> _Supplied data_
☆ ☆ ☆
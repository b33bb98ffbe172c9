//! Resource limits for a single evaluation.

use serde::{Deserialize, Serialize};
use std::time::Duration;

/// Limits applied to one top-level evaluation. Every field has a default,
/// so hosts only need to name the limits they want to change.
#[derive(Debug, Clone, PartialEq, Eq, Serialize, Deserialize)]
#[serde(rename_all = "camelCase", default)]
pub struct ExecutionLimits {
    /// Node dispatches and physical die rolls allowed before the
    /// evaluation fails.
    pub max_steps: u64,
    /// Nested blocks and calls allowed at once.
    pub max_call_depth: usize,
    /// Largest dice count a single term may request.
    pub max_dice_count: u32,
    /// Largest number of faces a single term may request.
    pub max_dice_sides: u32,
    /// Rerolls allowed per die before `r` gives up.
    pub max_reroll_iterations: u32,
    /// Dice one term may hold once explosions have added to it.
    pub max_explode_iterations: u32,
    /// Wall-clock budget.
    pub timeout_millis: u64,
    /// Longest string a script may build.
    pub max_string_length: usize,
}

impl Default for ExecutionLimits {
    fn default() -> Self {
        Self {
            max_steps: 10_000,
            max_call_depth: 64,
            max_dice_count: 1_000,
            max_dice_sides: 10_000,
            max_reroll_iterations: 1_000,
            max_explode_iterations: 1_000,
            timeout_millis: 1_000,
            max_string_length: 10_000,
        }
    }
}

impl ExecutionLimits {
    /// Parse limits from a (possibly partial) JSON object.
    pub fn from_json(json: &str) -> Result<Self, serde_json::Error> {
        serde_json::from_str(json)
    }

    pub fn timeout(&self) -> Duration {
        Duration::from_millis(self.timeout_millis)
    }

    pub fn with_max_steps(mut self, steps: u64) -> Self {
        self.max_steps = steps;
        self
    }

    pub fn with_max_call_depth(mut self, depth: usize) -> Self {
        self.max_call_depth = depth;
        self
    }

    pub fn with_max_dice_count(mut self, count: u32) -> Self {
        self.max_dice_count = count;
        self
    }

    pub fn with_max_dice_sides(mut self, sides: u32) -> Self {
        self.max_dice_sides = sides;
        self
    }

    pub fn with_max_reroll_iterations(mut self, iterations: u32) -> Self {
        self.max_reroll_iterations = iterations;
        self
    }

    pub fn with_max_explode_iterations(mut self, iterations: u32) -> Self {
        self.max_explode_iterations = iterations;
        self
    }

    pub fn with_timeout_millis(mut self, millis: u64) -> Self {
        self.timeout_millis = millis;
        self
    }

    pub fn with_max_string_length(mut self, length: usize) -> Self {
        self.max_string_length = length;
        self
    }
}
☆ ☆ ☆
> _Problem to solve_
Wherever the string "evaluation" appears in a line above, copy that line.

> _Response to the exercise_
//! Resource limits for a single evaluation.
/// Limits applied to one top-level evaluation. Every field has a default,
    /// evaluation fails.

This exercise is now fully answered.